7 Best Luxury Brand ETFs for Investors Who Love Timeless Wealth
Catherine Beaumont Published on

"The best luxury brand ETFs let you invest in companies like LVMH, Hermès, and Richemont — the same houses that make your Birkin bag and Cartier watch — without spending $50,000 on a single stock."
You love luxury goods. You own them.
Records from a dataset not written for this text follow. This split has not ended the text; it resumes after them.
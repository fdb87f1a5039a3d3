//! In-memory implementation of the storage traits.
//!
//! All maps live behind a single lock so multi-map updates (session rotation in particular) are
//! atomic. Intended for development and tests.

use crate::db::{
    errors::{DbError, Result},
    handlers::{ResourceClassResolver, SessionStore, UserStore},
    models::{
        products::ProductDBResponse,
        sessions::Session,
        users::{UserCreateDBRequest, UserDBResponse},
    },
};
use crate::types::{ProductCategory, ProductId, UserId};
use async_trait::async_trait;
use chrono::Utc;
use parking_lot::Mutex;
use std::collections::HashMap;
use std::sync::Arc;
use uuid::Uuid;

#[derive(Default)]
struct Inner {
    users: HashMap<UserId, UserDBResponse>,
    user_ids_by_email: HashMap<String, UserId>,
    sessions: HashMap<UserId, Session>,
    session_by_access_token: HashMap<String, UserId>,
    session_by_refresh_token: HashMap<String, UserId>,
    products: HashMap<ProductId, ProductDBResponse>,
}

impl Inner {
    fn write_session(&mut self, session: &Session) -> Result<()> {
        for (token, index) in [
            (&session.access_token, &self.session_by_access_token),
            (&session.refresh_token, &self.session_by_refresh_token),
        ] {
            if index.get(token).is_some_and(|owner| *owner != session.user_id) {
                return Err(DbError::UniqueViolation {
                    constraint: Some("sessions_token_key".to_string()),
                    table: Some("sessions".to_string()),
                    message: "token already belongs to another session".to_string(),
                });
            }
        }

        self.remove_session(session.user_id);
        self.session_by_access_token.insert(session.access_token.clone(), session.user_id);
        self.session_by_refresh_token.insert(session.refresh_token.clone(), session.user_id);
        self.sessions.insert(session.user_id, session.clone());
        Ok(())
    }

    fn remove_session(&mut self, user_id: UserId) -> bool {
        match self.sessions.remove(&user_id) {
            Some(old) => {
                self.session_by_access_token.remove(&old.access_token);
                self.session_by_refresh_token.remove(&old.refresh_token);
                true
            }
            None => false,
        }
    }
}

#[derive(Clone, Default)]
pub struct InMemoryStore {
    inner: Arc<Mutex<Inner>>,
}

impl InMemoryStore {
    pub fn new() -> Self {
        Self::default()
    }

    pub fn insert_product(&self, product: ProductDBResponse) {
        self.inner.lock().products.insert(product.id, product);
    }

    pub fn session_count(&self) -> usize {
        self.inner.lock().sessions.len()
    }

    pub fn session_for_user(&self, user_id: UserId) -> Option<Session> {
        self.inner.lock().sessions.get(&user_id).cloned()
    }
}

#[async_trait]
impl UserStore for InMemoryStore {
    async fn create(&self, request: &UserCreateDBRequest) -> Result<UserDBResponse> {
        let mut inner = self.inner.lock();
        if inner.user_ids_by_email.contains_key(&request.email) {
            return Err(DbError::UniqueViolation {
                constraint: Some("users_email_key".to_string()),
                table: Some("users".to_string()),
                message: format!("email {} already exists", request.email),
            });
        }

        let now = Utc::now();
        let user = UserDBResponse {
            id: Uuid::new_v4(),
            email: request.email.clone(),
            password_hash: request.password_hash.clone(),
            role: request.role,
            created_at: now,
            updated_at: now,
        };
        inner.user_ids_by_email.insert(user.email.clone(), user.id);
        inner.users.insert(user.id, user.clone());
        Ok(user)
    }

    async fn get_by_id(&self, id: UserId) -> Result<Option<UserDBResponse>> {
        Ok(self.inner.lock().users.get(&id).cloned())
    }

    async fn get_by_email(&self, email: &str) -> Result<Option<UserDBResponse>> {
        let inner = self.inner.lock();
        Ok(inner.user_ids_by_email.get(email).and_then(|id| inner.users.get(id)).cloned())
    }
}

#[async_trait]
impl SessionStore for InMemoryStore {
    async fn upsert(&self, session: &Session) -> Result<()> {
        self.inner.lock().write_session(session)
    }

    async fn find_by_access_token(&self, access_token: &str) -> Result<Option<Session>> {
        let inner = self.inner.lock();
        Ok(inner
            .session_by_access_token
            .get(access_token)
            .and_then(|user_id| inner.sessions.get(user_id))
            .cloned())
    }

    async fn find_refresh_token(&self, access_token: &str) -> Result<Option<String>> {
        let inner = self.inner.lock();
        Ok(inner
            .session_by_access_token
            .get(access_token)
            .and_then(|user_id| inner.sessions.get(user_id))
            .map(|session| session.refresh_token.clone()))
    }

    async fn delete_by_refresh_token(&self, refresh_token: &str) -> Result<bool> {
        let mut inner = self.inner.lock();
        match inner.session_by_refresh_token.get(refresh_token).copied() {
            Some(user_id) => Ok(inner.remove_session(user_id)),
            None => Ok(false),
        }
    }

    async fn rotate(&self, old_refresh_token: &str, next: &Session) -> Result<bool> {
        let mut inner = self.inner.lock();
        let Some(user_id) = inner.session_by_refresh_token.get(old_refresh_token).copied() else {
            return Ok(false);
        };
        inner.remove_session(user_id);
        inner.write_session(next)?;
        Ok(true)
    }
}

#[async_trait]
impl ResourceClassResolver for InMemoryStore {
    async fn category_by_id(&self, id: ProductId) -> Result<Option<ProductCategory>> {
        Ok(self.inner.lock().products.get(&id).map(|p| p.category))
    }

    async fn category_by_name(&self, name: &str) -> Result<Option<ProductCategory>> {
        Ok(self
            .inner
            .lock()
            .products
            .values()
            .find(|p| p.name == name)
            .map(|p| p.category))
    }
}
You understand the industry better than most investors.
But your financial portfolio? Entirely in tech stocks and broad market index funds. You're watching LVMH's stock climb 300% over a decade while your money sits in sectors you don't understand nearly as well.
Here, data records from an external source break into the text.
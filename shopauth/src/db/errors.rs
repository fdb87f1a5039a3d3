use thiserror::Error;

/// Unified error type for database operations that application code can handle
#[derive(Error, Debug)]
pub enum DbError {
    /// Entity not found by the given identifier
    #[error("Entity not found")]
    NotFound,

    /// Unique constraint violation
    #[error("Unique constraint violation")]
    UniqueViolation {
        constraint: Option<String>,
        table: Option<String>,
        message: String,
    },

    /// Foreign key constraint violation
    #[error("Foreign key constraint violation")]
    ForeignKeyViolation {
        constraint: Option<String>,
        table: Option<String>,
        message: String,
    },

    /// Check constraint violation
    #[error("Check constraint violation")]
    CheckViolation {
        constraint: Option<String>,
        table: Option<String>,
        message: String,
    },

    /// Catch-all for non-recoverable errors
    #[error(transparent)]
    Other(#[from] anyhow::Error),
}

/// Convert from sqlx::Error using sqlx's own error categorization
impl From<sqlx::Error> for DbError {
    fn from(err: sqlx::Error) -> Self {
        match &err {
            sqlx::Error::RowNotFound => DbError::NotFound,
            sqlx::Error::Database(db_err) => {
                let constraint = db_err.constraint().map(|s| s.to_string());
                let table = db_err.table().map(|s| s.to_string());
                let message = db_err.message().to_string();

                if db_err.is_unique_violation() {
                    DbError::UniqueViolation { constraint, table, message }
                } else if db_err.is_foreign_key_violation() {
                    DbError::ForeignKeyViolation { constraint, table, message }
                } else if db_err.is_check_violation() {
                    DbError::CheckViolation { constraint, table, message }
                } else {
                    DbError::Other(anyhow::Error::from(err))
                }
            }
            _ => DbError::Other(anyhow::Error::from(err)),
        }
    }
}

impl DbError {
    /// True when the error is a duplicate of a unique column (e.g. an email already registered).
    pub fn is_unique_violation(&self) -> bool {
        matches!(self, DbError::UniqueViolation { .. })
    }
}

/// Type alias for database operation results
pub type Result<T> = std::result::Result<T, DbError>;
A collector I know spent $15,000 on a Hermès Birkin in 2018. Beautiful bag. She wears it proudly. Meanwhile, $15,000 invested in Hermès stock that same year would be worth approximately $38,000 today. She could have bought two Birkin's with the returns — and still owned the original investment.
That's not a criticism of buying luxury goods. It's an observation that the companies making these products generate extraordinary shareholder returns that most luxury enthusiasts never capture.
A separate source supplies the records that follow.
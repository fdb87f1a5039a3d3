//! Role × category authorization decisions.
//!
//! The permission table is plain data (`role → category → actions`), loadable from config so it
//! can be audited without reading code. [`PermissionEngine::decide`] is a pure function over that
//! table; resolving which category a request touches is the caller's job.

use serde::{Deserialize, Serialize};
use std::collections::{BTreeMap, BTreeSet};
use std::fmt;

use crate::api::models::users::Role;
use crate::errors::Error;
use crate::types::{Permission, ProductCategory};

#[derive(Debug, Clone, PartialEq, Eq, Serialize, Deserialize)]
#[serde(transparent)]
pub struct PermissionTable(BTreeMap<Role, BTreeMap<ProductCategory, BTreeSet<Permission>>>);

impl PermissionTable {
    pub fn new(entries: BTreeMap<Role, BTreeMap<ProductCategory, BTreeSet<Permission>>>) -> Self {
        Self(entries)
    }

    pub fn actions(&self, role: Role, category: ProductCategory) -> Option<&BTreeSet<Permission>> {
        self.0.get(&role).and_then(|categories| categories.get(&category))
    }

    pub fn has_any_entry(&self, role: Role) -> bool {
        self.0.get(&role).is_some_and(|categories| !categories.is_empty())
    }
}

impl Default for PermissionTable {
    /// Admin manages everything; each category role manages its own category and reads the other.
    fn default() -> Self {
        let all: BTreeSet<Permission> = Permission::ALL.into_iter().collect();
        let read_only: BTreeSet<Permission> = [Permission::Read].into_iter().collect();

        Self(BTreeMap::from([
            (
                Role::Admin,
                BTreeMap::from([
                    (ProductCategory::Fruits, all.clone()),
                    (ProductCategory::Vegetables, all.clone()),
                ]),
            ),
            (
                Role::FruitGuy,
                BTreeMap::from([
                    (ProductCategory::Fruits, all.clone()),
                    (ProductCategory::Vegetables, read_only.clone()),
                ]),
            ),
            (
                Role::VegetableGuy,
                BTreeMap::from([(ProductCategory::Vegetables, all), (ProductCategory::Fruits, read_only)]),
            ),
        ]))
    }
}

/// What a route demands of the caller.
#[derive(Debug, Clone, Default, PartialEq, Eq)]
pub struct Requirement {
    /// Action needed on the target's category
    pub action: Option<Permission>,
    /// When set, only these roles (and Admin) get past the role check
    pub allowed_roles: Option<Vec<Role>>,
    /// The route acts on a specific product whose category must be resolved
    pub resource_scoped: bool,
}

#[derive(Debug, Clone, PartialEq, Eq)]
pub enum Decision {
    Allow,
    Deny(DenyReason),
}

#[derive(Debug, Clone, PartialEq, Eq)]
pub enum DenyReason {
    RoleNotPermitted { role: Role },
    /// A category-scoped route whose target could not be resolved. A client error, not a 403.
    ResourceNotSpecified,
    NoPermissionsForCategory { role: Role, category: ProductCategory },
    MissingPermission {
        role: Role,
        action: Permission,
        category: ProductCategory,
    },
    NoPermissions { role: Role },
}

impl fmt::Display for DenyReason {
    fn fmt(&self, f: &mut fmt::Formatter<'_>) -> fmt::Result {
        match self {
            DenyReason::RoleNotPermitted { role } => write!(f, "role not permitted: {role}"),
            DenyReason::ResourceNotSpecified => write!(f, "Product not specified or could not be resolved"),
            DenyReason::NoPermissionsForCategory { role, category } => {
                write!(f, "role has no permissions for this category ({role} on {category})")
            }
            DenyReason::MissingPermission { role, action, category } => {
                write!(f, "role {role} lacks the {action} permission on {category}")
            }
            DenyReason::NoPermissions { role } => write!(f, "role {role} has no permissions"),
        }
    }
}

impl From<DenyReason> for Error {
    fn from(reason: DenyReason) -> Self {
        match reason {
            DenyReason::ResourceNotSpecified => Error::BadRequest {
                message: reason.to_string(),
            },
            other => Error::Forbidden {
                message: other.to_string(),
            },
        }
    }
}

#[derive(Debug, Clone, Default)]
pub struct PermissionEngine {
    table: PermissionTable,
}

impl PermissionEngine {
    pub fn new(table: PermissionTable) -> Self {
        Self { table }
    }

    pub fn decide(&self, role: Role, requirement: &Requirement, category: Option<ProductCategory>) -> Decision {
        if role == Role::Admin {
            return Decision::Allow;
        }

        if let Some(allowed) = &requirement.allowed_roles
            && !allowed.contains(&role)
        {
            return Decision::Deny(DenyReason::RoleNotPermitted { role });
        }

        match category {
            Some(category) => {
                let Some(actions) = self.table.actions(role, category) else {
                    return Decision::Deny(DenyReason::NoPermissionsForCategory { role, category });
                };
                match requirement.action {
                    Some(action) if !actions.contains(&action) => {
                        Decision::Deny(DenyReason::MissingPermission { role, action, category })
                    }
                    _ => Decision::Allow,
                }
            }
            None if requirement.resource_scoped => Decision::Deny(DenyReason::ResourceNotSpecified),
            None if self.table.has_any_entry(role) => Decision::Allow,
            None => Decision::Deny(DenyReason::NoPermissions { role }),
        }
    }
}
This guide reviews the seven best luxury brand ETFs available to individual investors. You'll learn which funds provide the purest luxury sector exposure, how fees and composition differ between options, and which ETF matches your specific investment goals.
Here's everything you need to know.
Table of Contents
- 7 Best Luxury Brand ETFs for Investors Who Love Timeless Wealth
- Editor's Picks: Essential Books for Luxury Investors
- Quick Comparison: Top 7 Luxury Brand ETFs
- Why Luxury Brands Make Exceptional Investments
- The 7 Best Luxury Brand ETFs Reviewed
- 1. Amundi S&P Global Luxury ETF (GLUX) — Best Overall
- 2. Roundhill S&P Global Luxury ETF (LUXX) — Best for US Investors
- 3. iShares MSCI Europe Consumer Discretionary ETF (IECD) — Best Broad Exposure
- 4. HANetf The Luxury Fund (TLUX) — Best European Alternative
- 5. Tema Luxury ETF (LUX) — Best Actively Managed
- How Much to Allocate to Luxury ETFs
- Tax Considerations for Luxury ETF Investors
- What Top Luxury ETFs Actually Own
- 7 Quick Tips for Luxury ETF Investing (Most Investors Skip These)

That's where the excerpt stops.